• Work request:
The lines to repeat run from the one containing "in this crate." through the last line of the records below; repeat them exactly and give nothing more.
>>>
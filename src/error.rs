use std::fmt::Debug;
use thiserror::Error;

/// Enum with all errors in this crate.
#[derive(Error, Debug)]
pub enum KdIndexError {
    #[error("General error: {0}")]
    General(String),

    #[error("Non-finite coordinate on axis {axis} of staged item {item}.")]
    NonFiniteCoordinate { item: usize, axis: usize },

    #[error("Squared diagonal of the points' bounding box overflows the distance type.")]
    CoordinateSpanOverflow,
}

pub type Result<T> = std::result::Result<T, KdIndexError>;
<<<
• Completed exercise:
/// Enum with all errors in this crate.
#[derive(Error, Debug)]
pub enum KdIndexError {
    #[error("General error: {0}")]
    General(String),

    #[error("Non-finite coordinate on axis {axis} of staged item {item}.")]
    NonFiniteCoordinate { item: usize, axis: usize },

    #[error("Squared diagonal of the points' bounding box overflows the distance type.")]
    CoordinateSpanOverflow,
}

pub type Result<T> = std::result::Result<T, KdIndexError>;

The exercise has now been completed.